[Records from a dataset]
--- START ---
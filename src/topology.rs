//! Dual maze representation: a wall set and its connectivity graph.
//!
//! The two views describe the same structure and drift independently if
//! callers can touch either one alone. All mutation therefore goes through
//! [`MazeTopology::connect`], which clears a wall and adds the matching
//! graph edge in one operation.

use hashbrown::{HashMap, HashSet};

use crate::grid::{wall_between, Cell, Heading, WallRecord, WallSide};

#[derive(Debug, Clone)]
pub struct MazeTopology {
    rows: i32,
    cols: i32,
    walls: HashSet<WallRecord>,
    adjacency: HashMap<Cell, Vec<Cell>>,
    edge_count: usize,
}

impl MazeTopology {
    /// A fully walled grid: every internal edge and all four borders are
    /// present, and no cell connects to any other.
    pub fn new(rows: i32, cols: i32) -> Self {
        let mut walls = HashSet::new();
        for y in 0..rows {
            for x in 0..cols {
                // Includes the bottom border (y = rows-1) and the right
                // border (x = cols-1); those records are never cleared
                // because no in-grid cell lies beyond them.
                walls.insert(WallRecord::new(x, y, WallSide::Right));
                walls.insert(WallRecord::new(x, y, WallSide::Down));
            }
        }
        for x in 0..cols {
            walls.insert(WallRecord::new(x, -1, WallSide::Down));
        }
        for y in 0..rows {
            walls.insert(WallRecord::new(-1, y, WallSide::Right));
        }

        Self {
            rows,
            cols,
            walls,
            adjacency: HashMap::new(),
            edge_count: 0,
        }
    }

    /// Rebuild the connectivity graph from a wall set alone.
    ///
    /// The inverse of reading [`MazeTopology::walls`]: any two adjacent
    /// cells without a separating record become a graph edge. Loaded wall
    /// sets may describe a disconnected grid; that is the solver's problem,
    /// not this one's.
    pub fn from_walls(rows: i32, cols: i32, walls: HashSet<WallRecord>) -> Self {
        let mut topo = Self {
            rows,
            cols,
            walls,
            adjacency: HashMap::new(),
            edge_count: 0,
        };
        for y in 0..rows {
            for x in 0..cols {
                let cell = Cell::new(x, y);
                for heading in [Heading::Right, Heading::Down] {
                    let next = cell.step(heading);
                    if !topo.in_bounds(next) {
                        continue;
                    }
                    if !topo.has_wall_between(cell, next) {
                        topo.add_edge(cell, next);
                    }
                }
            }
        }
        topo
    }

    pub fn rows(&self) -> i32 {
        self.rows
    }

    pub fn cols(&self) -> i32 {
        self.cols
    }

    pub fn cell_count(&self) -> usize {
        (self.rows as usize) * (self.cols as usize)
    }

    pub fn in_bounds(&self, cell: Cell) -> bool {
        cell.x >= 0 && cell.x < self.cols && cell.y >= 0 && cell.y < self.rows
    }

    /// Open the boundary between two adjacent cells: clears the wall record
    /// and inserts the graph edge together. Returns false (and changes
    /// nothing) for non-adjacent pairs or already-open boundaries.
    pub fn connect(&mut self, a: Cell, b: Cell) -> bool {
        let Some(record) = wall_between(a, b) else {
            return false;
        };
        if !self.in_bounds(a) || !self.in_bounds(b) {
            return false;
        }
        if !self.walls.remove(&record) {
            return false;
        }
        self.add_edge(a, b);
        true
    }

    fn add_edge(&mut self, a: Cell, b: Cell) {
        let forward = self.adjacency.entry(a).or_default();
        if forward.contains(&b) {
            return;
        }
        forward.push(b);
        self.adjacency.entry(b).or_default().push(a);
        self.edge_count += 1;
    }

    pub fn has_wall(&self, record: WallRecord) -> bool {
        self.walls.contains(&record)
    }

    pub fn has_wall_between(&self, a: Cell, b: Cell) -> bool {
        match wall_between(a, b) {
            Some(record) => self.walls.contains(&record),
            None => true,
        }
    }

    /// Whether a move from `cell` along `heading` is blocked. Leaving the
    /// grid counts as a wall even if a loaded wall set lost its borders.
    pub fn blocked(&self, cell: Cell, heading: Heading) -> bool {
        let target = cell.step(heading);
        if !self.in_bounds(target) {
            return true;
        }
        self.has_wall_between(cell, target)
    }

    pub fn neighbors(&self, cell: Cell) -> &[Cell] {
        self.adjacency.get(&cell).map(Vec::as_slice).unwrap_or(&[])
    }

    pub fn edge_count(&self) -> usize {
        self.edge_count
    }

    /// Read-only view of the wall set.
    pub fn walls(&self) -> &HashSet<WallRecord> {
        &self.walls
    }

    /// The connectivity edges, each pair normalized smaller-cell-first.
    pub fn edges(&self) -> Vec<(Cell, Cell)> {
        let mut out = Vec::with_capacity(self.edge_count);
        for (&cell, neighbors) in &self.adjacency {
            for &next in neighbors {
                if cell < next {
                    out.push((cell, next));
                }
            }
        }
        out
    }

    pub fn cells(&self) -> impl Iterator<Item = Cell> + '_ {
        (0..self.rows).flat_map(move |y| (0..self.cols).map(move |x| Cell::new(x, y)))
    }

    /// In-grid 4-neighbors, walls ignored. Generation explores these.
    pub fn grid_neighbors(&self, cell: Cell) -> impl Iterator<Item = Cell> + '_ {
        Heading::ALL
            .into_iter()
            .map(move |h| cell.step(h))
            .filter(|&c| self.in_bounds(c))
    }

    /// Whether every cell is reachable from (0, 0) through the graph.
    pub fn is_connected(&self) -> bool {
        if self.rows <= 0 || self.cols <= 0 {
            return false;
        }
        let mut seen: HashSet<Cell> = HashSet::new();
        let mut stack = vec![Cell::new(0, 0)];
        seen.insert(Cell::new(0, 0));
        while let Some(cell) = stack.pop() {
            for &next in self.neighbors(cell) {
                if seen.insert(next) {
                    stack.push(next);
                }
            }
        }
        seen.len() == self.cell_count()
    }
}

#[cfg(test)]
mod tests {
    use super::*;

    #[test]
    fn fresh_grid_is_fully_walled() {
        let topo = MazeTopology::new(3, 4);
        // 12 cells with two records each, plus top and left borders.
        assert_eq!(topo.walls().len(), 12 * 2 + 4 + 3);
        assert_eq!(topo.edge_count(), 0);
        for cell in topo.cells() {
            for heading in Heading::ALL {
                assert!(topo.blocked(cell, heading));
            }
            assert!(topo.neighbors(cell).is_empty());
        }
    }

    #[test]
    fn connect_pairs_both_views() {
        let mut topo = MazeTopology::new(2, 2);
        let a = Cell::new(0, 0);
        let b = Cell::new(1, 0);

        assert!(topo.connect(a, b));
        assert!(!topo.has_wall_between(a, b));
        assert!(!topo.blocked(a, Heading::Right));
        assert_eq!(topo.neighbors(a), &[b]);
        assert_eq!(topo.neighbors(b), &[a]);
        assert_eq!(topo.edge_count(), 1);

        // Re-opening an open boundary is a no-op.
        assert!(!topo.connect(a, b));
        assert_eq!(topo.edge_count(), 1);
    }

    #[test]
    fn connect_rejects_bad_pairs() {
        let mut topo = MazeTopology::new(2, 2);
        // Diagonal.
        assert!(!topo.connect(Cell::new(0, 0), Cell::new(1, 1)));
        // Out of the grid.
        assert!(!topo.connect(Cell::new(1, 0), Cell::new(2, 0)));
        assert_eq!(topo.edge_count(), 0);
    }

    #[test]
    fn borders_stay_blocked_after_connecting() {
        let mut topo = MazeTopology::new(1, 2);
        topo.connect(Cell::new(0, 0), Cell::new(1, 0));
        assert!(topo.blocked(Cell::new(0, 0), Heading::Up));
        assert!(topo.blocked(Cell::new(0, 0), Heading::Left));
        assert!(topo.blocked(Cell::new(0, 0), Heading::Down));
        assert!(topo.blocked(Cell::new(1, 0), Heading::Right));
        assert!(!topo.blocked(Cell::new(0, 0), Heading::Right));
    }

    #[test]
    fn rebuild_from_walls_matches_edges() {
        let mut topo = MazeTopology::new(3, 3);
        topo.connect(Cell::new(0, 0), Cell::new(1, 0));
        topo.connect(Cell::new(1, 0), Cell::new(1, 1));
        topo.connect(Cell::new(1, 1), Cell::new(0, 1));

        let rebuilt = MazeTopology::from_walls(3, 3, topo.walls().clone());
        let mut original: Vec<_> = topo.edges();
        let mut recovered: Vec<_> = rebuilt.edges();
        original.sort();
        recovered.sort();
        assert_eq!(original, recovered);
        assert_eq!(rebuilt.edge_count(), topo.edge_count());
    }

    #[test]
    fn connectivity_check_walks_the_graph() {
        let mut topo = MazeTopology::new(1, 3);
        assert!(!topo.is_connected());
        topo.connect(Cell::new(0, 0), Cell::new(1, 0));
        assert!(!topo.is_connected());
        topo.connect(Cell::new(1, 0), Cell::new(2, 0));
        assert!(topo.is_connected());
    }
}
--- END ---
• Assigned task:
Take each line above that holds the string "impl" and copy it.

• Reply:
impl MazeTopology {
    pub fn cells(&self) -> impl Iterator<Item = Cell> + '_ {
    pub fn grid_neighbors(&self, cell: Cell) -> impl Iterator<Item = Cell> + '_ {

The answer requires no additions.